Rien dans cette musique ne met l’accent sur le chaos dans le quel se sont abîmés ces pays ; le thème récurrent est celui de l’amour. En eussent-ils parlé avec noblesse, qu’aurions nous à leur reprocher. Tabu Ley, Franco et bien d’autres après eux l’ont évoqué dans nombre de leurs chansons, mais ces derniers, surtout Franco, en traitaient presque dans le cadre de l’enquête sociologique. L’amour, dans la chanson congolaise la plus récente est traité de la façon la plus vulgaire. Devenue sa marque, l’obscénité y est tellement présente qu’on en vient à se demander si les femmes, grandes consommatrices de cette musique et par ailleurs objet de ces chansons grossières, ne se posent pas de questions avant d’acheter des œuvres si dégradantes de leur image. Leur manque de réaction en font les complices de ces chanteurs ainsi encouragés à continuer dans l’usage de la grossièreté. Peut-être sont-elles abusées par les aphorismes dont usent ces chanteurs intellectuels aimant à vanter leur formation supérieure acquise localement ou en Europe.
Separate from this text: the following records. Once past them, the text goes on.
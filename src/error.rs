use std::fmt;
use std::io;

use smartstring::alias::{String as SmartString};


#[derive(Debug, Clone, Copy, PartialEq, Eq, Hash)]
pub enum Stage {
	Loader,
	Cleaner,
	Aggregate,
	Normaliser,
	Ranker,
	Render,
	Output,
}

impl fmt::Display for Stage {
	fn fmt<'f>(&self, f: &'f mut fmt::Formatter) -> fmt::Result {
		match self {
			Self::Loader => f.write_str("loader"),
			Self::Cleaner => f.write_str("cleaner"),
			Self::Aggregate => f.write_str("aggregate"),
			Self::Normaliser => f.write_str("normaliser"),
			Self::Ranker => f.write_str("ranker"),
			Self::Render => f.write_str("render"),
			Self::Output => f.write_str("output"),
		}
	}
}


#[derive(Debug)]
pub enum ErrorKind {
	Io(io::Error),
	Csv(csv::Error),
	Json(serde_json::Error),
	MissingColumn(SmartString),
	MissingRecords(SmartString),
	Render(String),
}

impl ErrorKind {
	pub fn at(self, stage: Stage) -> Error {
		Error{stage, kind: self}
	}
}

impl fmt::Display for ErrorKind {
	fn fmt<'f>(&self, f: &'f mut fmt::Formatter) -> fmt::Result {
		match self {
			Self::Io(e) => fmt::Display::fmt(e, f),
			Self::Csv(e) => fmt::Display::fmt(e, f),
			Self::Json(e) => fmt::Display::fmt(e, f),
			Self::MissingColumn(name) => write!(f, "required column \"{}\" is missing", name),
			Self::MissingRecords(pointer) => write!(f, "no record array at \"{}\"", pointer),
			Self::Render(msg) => write!(f, "failed to draw chart: {}", msg),
		}
	}
}

impl From<io::Error> for ErrorKind {
	fn from(other: io::Error) -> Self {
		Self::Io(other)
	}
}

impl From<csv::Error> for ErrorKind {
	fn from(other: csv::Error) -> Self {
		Self::Csv(other)
	}
}

impl From<serde_json::Error> for ErrorKind {
	fn from(other: serde_json::Error) -> Self {
		Self::Json(other)
	}
}


/// Failure of a pipeline run, tagged with the stage it happened in.
#[derive(Debug)]
pub struct Error {
	stage: Stage,
	kind: ErrorKind,
}

impl Error {
	pub fn stage(&self) -> Stage {
		self.stage
	}

	pub fn kind(&self) -> &ErrorKind {
		&self.kind
	}

	pub fn missing_column(stage: Stage, name: &str) -> Self {
		ErrorKind::MissingColumn(name.into()).at(stage)
	}
}

impl fmt::Display for Error {
	fn fmt<'f>(&self, f: &'f mut fmt::Formatter) -> fmt::Result {
		write!(f, "{} stage failed: {}", self.stage, self.kind)
	}
}

impl std::error::Error for Error {
	fn source(&self) -> Option<&(dyn std::error::Error + 'static)> {
		match &self.kind {
			ErrorKind::Io(e) => Some(e),
			ErrorKind::Csv(e) => Some(e),
			ErrorKind::Json(e) => Some(e),
			_ => None,
		}
	}
}

pub type Result<T> = std::result::Result<T, Error>;

/// Attach a stage to any error convertible into an [`ErrorKind`].
pub trait AtStage<T> {
	fn at_stage(self, stage: Stage) -> Result<T>;
}

impl<T, E: Into<ErrorKind>> AtStage<T> for std::result::Result<T, E> {
	fn at_stage(self, stage: Stage) -> Result<T> {
		self.map_err(|e| e.into().at(stage))
	}
}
Cette musique donne donc l’impression que ses auteurs manquent d’ouverture. Pourtant ce ne sont pas les pistes qu'ils pourraitent exploiter qui manquent. Il serait malhonnête d'arguer d’une pauvreté culturelle au Congo, ce ne serait pas vrai. Les musiques des terroirs ne cherchent qu’à s’exprimer afin qu’à leur façon elle nous content une autre aventure congolaise et que les jeunes congolais connaissent mieux cette partie de leur patrimoine.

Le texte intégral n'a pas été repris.